Multiply that by the entire popualtion (mobile phone penetration approaches 100 per cent in many western countries) and you’ve got a data set that can give an unprecedented insight into the links between people and the way they move and behave.

Albert-Laszlo “Bar” Barabasi at Northeastern University in Boston and a few pals have been a-grindin’ and a-crunchin’ the data from several million cellphones and are now revealing what they’ve found.

Turns out the data can be used to identify friends and family (from the frequency and duration of calls and whether they are reciprocated), they can show how social groups evolve and how they fall apart.

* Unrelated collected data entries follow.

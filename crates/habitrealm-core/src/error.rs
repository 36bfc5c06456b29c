//! Core error types for habitrealm-core.
//!
//! The pure calculators (streaks, points, trophies) are total and never fail.
//! Errors only arise at the edges: validating caller input, spending currency,
//! importing foreign documents and talking to the on-disk store.

use std::path::PathBuf;
use thiserror::Error;

use crate::habit::HabitId;

/// Core error type for habitrealm-core.
#[derive(Error, Debug)]
pub enum CoreError {
    /// Database-related errors
    #[error("Database error: {0}")]
    Database(#[from] DatabaseError),

    /// Configuration-related errors
    #[error("Configuration error: {0}")]
    Config(#[from] ConfigError),

    /// Validation errors
    #[error("Validation error: {0}")]
    Validation(#[from] ValidationError),

    /// Collectible purchase/apply errors
    #[error("Collectible error: {0}")]
    Collectible(#[from] CollectibleError),

    /// Import errors
    #[error("Import error: {0}")]
    Import(#[from] ImportError),

    /// IO errors
    #[error("IO error: {0}")]
    Io(#[from] std::io::Error),

    /// Serialization/deserialization errors
    #[error("JSON error: {0}")]
    Json(#[from] serde_json::Error),
}

/// Database-specific errors.
#[derive(Error, Debug)]
pub enum DatabaseError {
    /// Failed to open database connection
    #[error("Failed to open database at {path}: {source}")]
    OpenFailed {
        path: PathBuf,
        #[source]
        source: rusqlite::Error,
    },

    /// Query execution failed
    #[error("Query failed: {0}")]
    QueryFailed(String),

    /// Stored snapshot could not be decoded
    #[error("Stored state under '{key}' is corrupt: {message}")]
    CorruptState { key: String, message: String },

    /// Database is locked
    #[error("Database is locked")]
    Locked,
}

/// Configuration-specific errors.
#[derive(Error, Debug)]
pub enum ConfigError {
    /// Failed to load configuration
    #[error("Failed to load configuration from {path}: {message}")]
    LoadFailed { path: PathBuf, message: String },

    /// Failed to save configuration
    #[error("Failed to save configuration to {path}: {message}")]
    SaveFailed { path: PathBuf, message: String },

    /// Invalid configuration value
    #[error("Invalid configuration value for '{key}': {message}")]
    InvalidValue { key: String, message: String },

    /// Unknown configuration key
    #[error("Unknown configuration key: {0}")]
    UnknownKey(String),
}

/// Validation errors.
#[derive(Error, Debug, PartialEq, Eq)]
pub enum ValidationError {
    /// Habit names must contain something other than whitespace
    #[error("Habit name must not be empty")]
    EmptyName,

    /// No habit with the given id exists
    #[error("Habit not found: {0}")]
    HabitNotFound(HabitId),

    /// Invalid value
    #[error("Invalid value for '{field}': {message}")]
    InvalidValue { field: String, message: String },
}

/// Errors raised while buying or equipping cosmetics.
#[derive(Error, Debug, PartialEq, Eq)]
pub enum CollectibleError {
    #[error("Collectible '{0}' is already owned")]
    AlreadyOwned(String),

    #[error("Not enough points: '{id}' costs {cost}, {available} available")]
    InsufficientPoints { id: String, cost: u64, available: u64 },

    #[error("Collectible '{0}' is not owned")]
    NotOwned(String),
}

/// Errors raised when an import document is rejected as a whole.
#[derive(Error, Debug, Clone, PartialEq, Eq)]
pub enum ImportError {
    /// Malformed JSON, missing discriminator or missing required sections
    #[error("Malformed import document: {0}")]
    Format(String),

    /// Well-formed document produced by some other application
    #[error("Import document not recognized (app = '{found}')")]
    NotRecognized { found: String },
}

impl From<rusqlite::Error> for DatabaseError {
    fn from(err: rusqlite::Error) -> Self {
        match &err {
            rusqlite::Error::SqliteFailure(inner, _msg)
                if inner.code == rusqlite::ErrorCode::DatabaseLocked =>
            {
                DatabaseError::Locked
            }
            _ => DatabaseError::QueryFailed(err.to_string()),
        }
    }
}

impl From<rusqlite::Error> for CoreError {
    fn from(err: rusqlite::Error) -> Self {
        CoreError::Database(err.into())
    }
}

/// Result type alias for CoreError
pub type Result<T, E = CoreError> = std::result::Result<T, E>;
use clap::Subcommand;
use serde_json::json;

use crate::session::Session;

#[derive(Subcommand)]
pub enum ShopAction {
    /// Buy a collectible with spendable points
    Buy {
        /// Collectible ID
        id: String,
        /// Price in points
        #[arg(long)]
        cost: u64,
    },
    /// Equip an owned collectible
    Apply {
        /// Collectible ID
        id: String,
    },
    /// Unequip a collectible
    Unapply {
        /// Collectible ID
        id: String,
    },
}

pub fn run(action: ShopAction) -> Result<(), Box<dyn std::error::Error>> {
    let mut session = Session::open()?;
    let engine = &mut session.engine;

    let event = match action {
        ShopAction::Buy { id, cost } => engine.purchase_collectible(&id, cost)?,
        ShopAction::Apply { id } => engine.apply_collectible(&id)?,
        ShopAction::Unapply { id } => engine.unapply_collectible(&id),
    };
    println!(
        "{}",
        serde_json::to_string_pretty(&json!({
            "event": event,
            "points": engine.account().points(),
        }))?
    );

    session.save()?;
    Ok(())
}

The data can also suggests how to monitor the way people behave in emergencies in realtime. For example, a pile up on the freeway causes lots of rapidly moving phones grind to a halt, a few call the emergency services while others call the office/spouse/lovers. Spot that pattern and its a pretty good indication that an event has occurred. Location information might even help to determine exactly where the accident took place.

Barbara Rasi has also found previously unknown patterns in human behaviour. For example,  although the number of people making calls varies hugely during the day and night, the percentage who are on the move (ie who make consecutive calls from different lcoations) is always roughly the same. And the average distance they travel between calls in a half hour period is also stable at about 6 km. He says this is just the beginning of what will be possible with this kind of data.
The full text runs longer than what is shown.